Hal ini dapat menyebabkan apa yang dikenal sebagai krisis kredit, ketika perusahaan berjuang untuk meminjam uang dengan harga terjangkau.
Krisis kredit akan menjadi berita yang sangat buruk bagi ekonomi terbesar kedua di dunia yakni China, karena perusahaan yang tidak dapat meminjam merasa sulit untuk tumbuh, dan dalam beberapa kasus tidak dapat terus beroperasi.
Ini juga dapat membuat investor asing bingung, yang dapat melihat China sebagai tempat yang kurang menarik untuk menaruh uang mereka.
Advertisement
Apakah Evergrande Terlalu Besar Untuk Gagal?
Potensi kejatuhan yang sangat serius dari perusahaan yang dililit hutang besar seperti Evergrande telah menyebabkan beberapa analis menyebut bahwa China mungkin turun tangan untuk menyelamatkannya.
Mattie Bekink dari EIU juga memiliki pendapat yang sama.
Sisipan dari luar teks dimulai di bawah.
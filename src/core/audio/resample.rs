//! Linear sample-rate conversion.
//!
//! Good enough for speech, where latency matters more than phase accuracy.
//! [`resample_linear`] converts one self-contained buffer (a model audio
//! chunk). [`LinearResampler`] converts a continuous stream split into device
//! callback buffers, carrying the read position and the last sample across
//! calls so the output length tracks the exact rate ratio.

/// Streaming linear resampler.
#[derive(Debug, Clone)]
pub struct LinearResampler {
    from_rate: u32,
    to_rate: u32,
    /// Input samples advanced per output sample
    step: f64,
    /// Read position of the next output sample. Index 0 is `previous` when
    /// it is set, otherwise the first sample of the next buffer.
    position: f64,
    previous: Option<f32>,
}

impl LinearResampler {
    pub fn new(from_rate: u32, to_rate: u32) -> Self {
        let step = if to_rate == 0 {
            1.0
        } else {
            from_rate as f64 / to_rate as f64
        };
        Self {
            from_rate,
            to_rate,
            step,
            position: 0.0,
            previous: None,
        }
    }

    fn is_passthrough(&self) -> bool {
        self.from_rate == self.to_rate || self.from_rate == 0 || self.to_rate == 0
    }

    /// Convert the next buffer of the stream.
    ///
    /// Output for the tail of `input` is produced once the following buffer
    /// arrives (one input sample of latency).
    pub fn process(&mut self, input: &[f32]) -> Vec<f32> {
        if self.is_passthrough() {
            return input.to_vec();
        }
        let Some(&last) = input.last() else {
            return Vec::new();
        };

        let offset = usize::from(self.previous.is_some());
        let previous = self.previous.unwrap_or(0.0);
        let len = input.len() + offset;
        let sample = |i: usize| if i < offset { previous } else { input[i - offset] };

        let end = (len - 1) as f64;
        let mut output = Vec::with_capacity((input.len() as f64 / self.step).ceil() as usize + 1);
        while self.position < end {
            let idx = self.position as usize;
            let frac = (self.position - idx as f64) as f32;
            output.push(sample(idx) * (1.0 - frac) + sample(idx + 1) * frac);
            self.position += self.step;
        }

        self.position -= end;
        self.previous = Some(last);
        output
    }

    /// Forget stream history.
    pub fn reset(&mut self) {
        self.position = 0.0;
        self.previous = None;
    }
}

/// Resample `input` from `from_rate` to `to_rate`. Returns the input unchanged
/// when the rates match or either rate is zero.
pub fn resample_linear(input: &[f32], from_rate: u32, to_rate: u32) -> Vec<f32> {
    if from_rate == to_rate || from_rate == 0 || to_rate == 0 || input.is_empty() {
        return input.to_vec();
    }

    // Ratio > 1 means upsampling, < 1 means downsampling.
    let ratio = to_rate as f64 / from_rate as f64;
    let input_len = input.len();
    let output_len = (input_len as f64 * ratio).round() as usize;
    let mut output = Vec::with_capacity(output_len);

    for i in 0..output_len {
        let src_idx = i as f64 / ratio;
        let idx = src_idx.floor() as usize;
        let frac = (src_idx - idx as f64) as f32;

        if idx + 1 < input_len {
            output.push(input[idx] * (1.0 - frac) + input[idx + 1] * frac);
        } else {
            output.push(input.last().copied().unwrap_or(0.0));
        }
    }

    output
}

#[cfg(test)]
mod tests {
    use super::*;

    #[test]
    fn same_rate_is_identity() {
        let input = vec![0.1, 0.2, 0.3];
        assert_eq!(resample_linear(&input, 16000, 16000), input);
    }

    #[test]
    fn downsample_48k_to_16k_thirds_length() {
        let input = vec![0.25; 480];
        let out = resample_linear(&input, 48000, 16000);
        assert_eq!(out.len(), 160);
        assert!(out.iter().all(|s| (s - 0.25).abs() < 1e-6));
    }

    #[test]
    fn upsample_interpolates() {
        let out = resample_linear(&[0.0, 1.0], 24000, 48000);
        assert_eq!(out.len(), 4);
        assert_eq!(out[0], 0.0);
        assert!((out[1] - 0.5).abs() < 1e-6);
        assert_eq!(out[3], 1.0);
    }

    #[test]
    fn streaming_length_tracks_rate_ratio() {
        let mut resampler = LinearResampler::new(48000, 16000);
        let total: usize = (0..30)
            .map(|_| resampler.process(&[0.1; 512]).len())
            .sum();
        // 15360 input samples at a 3:1 ratio
        assert_eq!(total, 5120);
    }

    #[test]
    fn streaming_has_no_seams_between_buffers() {
        let mut resampler = LinearResampler::new(48000, 16000);
        let ramp: Vec<f32> = (0..1536).map(|i| i as f32).collect();
        let out: Vec<f32> = ramp
            .chunks(512)
            .flat_map(|chunk| resampler.process(chunk))
            .collect();

        assert_eq!(out.len(), 512);
        for (k, sample) in out.iter().enumerate() {
            assert!((sample - (3 * k) as f32).abs() < 1e-3, "sample {k} = {sample}");
        }
    }

    #[test]
    fn streaming_upsample_interpolates_across_buffers() {
        let mut resampler = LinearResampler::new(16000, 32000);
        let mut out = resampler.process(&[0.0, 1.0]);
        out.extend(resampler.process(&[2.0]));
        assert_eq!(out, vec![0.0, 0.5, 1.0, 1.5]);

        resampler.reset();
        assert_eq!(resampler.process(&[4.0]), Vec::<f32>::new());
    }

    #[test]
    fn streaming_same_rate_is_identity() {
        let mut resampler = LinearResampler::new(16000, 16000);
        assert_eq!(resampler.process(&[0.1, 0.2]), vec![0.1, 0.2]);
    }

    #[test]
    fn zero_rate_passes_through() {
        assert_eq!(resample_linear(&[0.5], 0, 16000), vec![0.5]);
    }
}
"Daripada mengambil risiko mengganggu rantai pasokan dan membuat marah pemilik rumah, kami pikir pemerintah mungkin akan menemukan cara untuk memastikan bisnis inti Evergrande bertahan" kata Bekink.
Sementara itu, pendapat lain disampaikan oleh pemimpin redaksi berpengaruh dari surat kabar China, Global Times, Hu Xijin.
Dalam sebuah posting di aplikasi obrolan dan platform media sosial China, yaitu WeChat, Xijin mengatakan Evergrande tidak boleh bergantung pada pemerintah dan sebaliknya perlu menyelamatkan dirinya sendiri.
Ini juga sejalan dengan tujuan China untuk mengendalikan utang perusahaan, yang berarti bahwa profil tinggi seperti itu dapat dilihat sebagai contoh yang buruk.